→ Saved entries
------------------------

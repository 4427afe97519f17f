//! # Block Side Module
//!
//! This module defines the six faces of a voxel block and the axis-aligned
//! direction each one points in. Face visibility, neighbor lookups and the
//! per-face texture mapping are all keyed by `BlockSide`.

use cgmath::Vector3;
use serde::{Deserialize, Serialize};

/// Represents the six possible faces of a voxel block.
///
/// Each variant is assigned a stable integer value used to index per-face
/// tables (corner offsets, texture cells, loaded-neighbor masks).
///
/// The order is: [UP, DOWN, NORTH, EAST, SOUTH, WEST]
#[derive(PartialEq, Eq, Hash, PartialOrd, Ord, Copy, Clone, Debug, Serialize, Deserialize)]
#[serde(rename_all = "lowercase")]
pub enum BlockSide {
    /// Facing positive Y
    UP = 0,

    /// Facing negative Y
    DOWN = 1,

    /// Facing positive Z
    NORTH = 2,

    /// Facing positive X
    EAST = 3,

    /// Facing negative Z
    SOUTH = 4,

    /// Facing negative X
    WEST = 5,
}

impl BlockSide {
    /// Returns an array containing all six block faces in index order.
    pub fn all() -> [BlockSide; 6] {
        [
            BlockSide::UP,
            BlockSide::DOWN,
            BlockSide::NORTH,
            BlockSide::EAST,
            BlockSide::SOUTH,
            BlockSide::WEST,
        ]
    }

    /// Position of this side in per-face tables.
    pub fn index(self) -> usize {
        self as usize
    }

    /// Unit offset from a block to its neighbor across this face.
    pub fn offset(self) -> Vector3<i32> {
        match self {
            BlockSide::UP => Vector3::new(0, 1, 0),
            BlockSide::DOWN => Vector3::new(0, -1, 0),
            BlockSide::NORTH => Vector3::new(0, 0, 1),
            BlockSide::EAST => Vector3::new(1, 0, 0),
            BlockSide::SOUTH => Vector3::new(0, 0, -1),
            BlockSide::WEST => Vector3::new(-1, 0, 0),
        }
    }

    /// The face pointing the other way.
    pub fn opposite(self) -> BlockSide {
        match self {
            BlockSide::UP => BlockSide::DOWN,
            BlockSide::DOWN => BlockSide::UP,
            BlockSide::NORTH => BlockSide::SOUTH,
            BlockSide::EAST => BlockSide::WEST,
            BlockSide::SOUTH => BlockSide::NORTH,
            BlockSide::WEST => BlockSide::EAST,
        }
    }
}
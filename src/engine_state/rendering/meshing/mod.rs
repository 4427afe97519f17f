//! Mesh generation for voxel rendering and collision.
//!
//! This module converts a chunk's blocks into the geometry installed on its
//! scene object. It is plain data in, plain data out, so it runs on the build
//! worker as well as inline on the owning thread.
//!
//! # Algorithm
//! For every block of the chunk:
//! 1. Skip types whose face model is empty (air never produces geometry).
//! 2. Compute the six face visibilities from the world; skip the block if none
//!    is visible (buried blocks cost six lookups and nothing more).
//! 3. For each visible face with an atlas cell, append a quad to the render
//!    buffer, and to the collision buffer too if the type is solid.
//!
//! # Stamps
//! Builds can finish out of order. Every build taken through
//! [`MeshBuilder::build_stamped`] draws a number from [`MeshStamps`] while it
//! holds the world, and the engine never replaces an installed mesh with one
//! carrying a smaller stamp.

use std::sync::atomic::{AtomicU64, Ordering};
use std::sync::Arc;

mod mesh;

pub use mesh::*;

use crate::config::WorldConfig;
use crate::engine_state::voxels::{
    block::block_side::BlockSide,
    coords::ChunkCoord,
    world::World,
};

/// Builds [`ChunkMesh`]es from world data.
#[derive(Debug, Clone, Copy, PartialEq, Eq)]
pub struct MeshBuilder {
    atlas_width: u32,
    atlas_height: u32,
}

/// Shared, monotonically increasing counter ordering mesh builds.
#[derive(Debug, Clone, Default)]
pub struct MeshStamps(Arc<AtomicU64>);

impl MeshStamps {
    /// Draws the next stamp. Stamps start at 1.
    pub fn next(&self) -> u64 {
        self.0.fetch_add(1, Ordering::SeqCst) + 1
    }
}

/// A mesh together with the world state it was built from.
#[derive(Debug, Clone)]
pub struct StampedMesh {
    pub coord: ChunkCoord,
    /// World epoch at build time.
    pub epoch: u64,
    pub stamp: u64,
    /// Loaded state of the six neighbor chunks at build time.
    pub loaded_neighbors: [bool; 6],
    pub mesh: ChunkMesh,
}

impl MeshBuilder {
    pub fn new(atlas_width: u32, atlas_height: u32) -> Self {
        Self {
            atlas_width,
            atlas_height,
        }
    }

    pub fn from_config(config: &WorldConfig) -> Self {
        Self::new(config.atlas_width, config.atlas_height)
    }

    /// Builds the geometry of one chunk.
    ///
    /// # Arguments
    /// * `world` - World holding the chunk and its neighbors
    /// * `coord` - Chunk to mesh
    ///
    /// # Returns
    /// The chunk's mesh, or `None` if the chunk has not been generated.
    pub fn build(&self, world: &World, coord: ChunkCoord) -> Option<ChunkMesh> {
        let chunk = world.get_chunk(coord)?;
        let registry = world.registry();
        let atlas = (self.atlas_width, self.atlas_height);
        let mut mesh = ChunkMesh::default();

        for block in chunk.blocks() {
            let Some(block_type) = registry.get(block.block_type) else {
                continue;
            };
            if block_type.faces.is_empty() {
                continue;
            }

            let visible = world.visible_faces(block.position);
            if !visible.contains(&true) {
                continue;
            }

            for side in BlockSide::all() {
                if !visible[side.index()] {
                    continue;
                }
                let Some(cell) = block_type.faces.cell(side) else {
                    continue;
                };

                let face = Face::new(block.position, side, cell, atlas);
                mesh.render.push_face(&face);
                if block_type.solid {
                    mesh.collision.push_face(&face);
                }
            }
        }

        Some(mesh)
    }

    /// Builds a chunk's mesh and records the state it was built against.
    ///
    /// The caller must hold the world for the whole call (a read guard is
    /// enough) so the stamp orders this build against concurrent mutations.
    pub fn build_stamped(
        &self,
        world: &World,
        coord: ChunkCoord,
        stamps: &MeshStamps,
    ) -> Option<StampedMesh> {
        let stamp = stamps.next();
        let mesh = self.build(world, coord)?;
        Some(StampedMesh {
            coord,
            epoch: world.epoch(),
            stamp,
            loaded_neighbors: world.loaded_neighbors(coord),
            mesh,
        })
    }
}
use crate::engine_state::voxels::{
    block::{block_side::BlockSide, block_type::AtlasCell},
    coords::VoxelCoord,
};

/// Fraction of an atlas cell left as a margin on every edge of a face's UVs.
pub const UV_INSET: f32 = 1.0 / 16.0;

/// Unit cube corner offsets for each side, in [`BlockSide::all`] order.
///
/// Corners are listed so that [`Face::indices`] winds both triangles
/// counter-clockwise when seen from outside the cube (right-handed axes).
const CORNERS: [[[f32; 3]; 4]; 6] = {
    const WDS: [f32; 3] = [0.0, 0.0, 0.0];
    const EDS: [f32; 3] = [1.0, 0.0, 0.0];
    const WUS: [f32; 3] = [0.0, 1.0, 0.0];
    const EUS: [f32; 3] = [1.0, 1.0, 0.0];
    const WDN: [f32; 3] = [0.0, 0.0, 1.0];
    const EDN: [f32; 3] = [1.0, 0.0, 1.0];
    const WUN: [f32; 3] = [0.0, 1.0, 1.0];
    const EUN: [f32; 3] = [1.0, 1.0, 1.0];
    [
        [EUN, WUN, EUS, WUS], // UP
        [EDS, WDS, EDN, WDN], // DOWN
        [EDN, WDN, EUN, WUN], // NORTH
        [EDS, EDN, EUS, EUN], // EAST
        [WDS, EDS, WUS, EUS], // SOUTH
        [WDN, WDS, WUN, WUS], // WEST
    ]
};

/// Two triangles over the four corners of a face, relative to its first vertex.
const QUAD_INDICES: [u32; 6] = [0, 3, 1, 0, 2, 3];

/// Represents a single quad face of a block, ready to be appended to a buffer.
#[derive(Debug, Clone, Copy, PartialEq)]
pub struct Face {
    /// Absolute positions of the four corners
    pub corners: [[f32; 3]; 4],
    /// Atlas UVs of the four corners, in the same order
    pub uvs: [[f32; 2]; 4],
    /// Which side of the block this face represents
    pub block_side: BlockSide,
}

impl Face {
    /// Creates the face of the block at `position` on `block_side`.
    ///
    /// # Arguments
    /// * `position` - Absolute position of the block
    /// * `block_side` - Which side of the block this face represents
    /// * `cell` - Atlas cell drawn on the face
    /// * `atlas_size` - Atlas width and height, in cells
    pub fn new(
        position: VoxelCoord,
        block_side: BlockSide,
        cell: AtlasCell,
        atlas_size: (u32, u32),
    ) -> Self {
        let origin = [position.x as f32, position.y as f32, position.z as f32];
        let corners = CORNERS[block_side.index()]
            .map(|c| [origin[0] + c[0], origin[1] + c[1], origin[2] + c[2]]);

        Face {
            corners,
            uvs: Self::uvs(cell, atlas_size),
            block_side,
        }
    }

    /// UVs of an atlas cell, inset by [`UV_INSET`] of a cell on each edge.
    pub fn uvs(cell: AtlasCell, (atlas_width, atlas_height): (u32, u32)) -> [[f32; 2]; 4] {
        let step_x = 1.0 / atlas_width as f32;
        let step_y = 1.0 / atlas_height as f32;
        let inset_x = step_x * UV_INSET;
        let inset_y = step_y * UV_INSET;
        let start_x = cell.u as f32 * step_x;
        let start_y = cell.v as f32 * step_y;

        [
            [start_x + inset_x, start_y + inset_y],
            [start_x + step_x - inset_x, start_y + inset_y],
            [start_x + inset_x, start_y + step_y - inset_y],
            [start_x + step_x - inset_x, start_y + step_y - inset_y],
        ]
    }

    /// Triangle indices of a face whose first vertex sits at `base`.
    pub fn indices(base: u32) -> [u32; 6] {
        QUAD_INDICES.map(|i| base + i)
    }
}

------------------------

→ AIM OF THE TASK
Give the exact lines, and only those, from the line containing "and nothing more)." through the line containing "build taken through" in the entries above.

→ WRITTEN SOLUTION
//!    is visible (buried blocks cost six lookups and nothing more).
//! 3. For each visible face with an atlas cell, append a quad to the render
//!    buffer, and to the collision buffer too if the type is solid.
//!
//! # Stamps
//! Builds can finish out of order. Every build taken through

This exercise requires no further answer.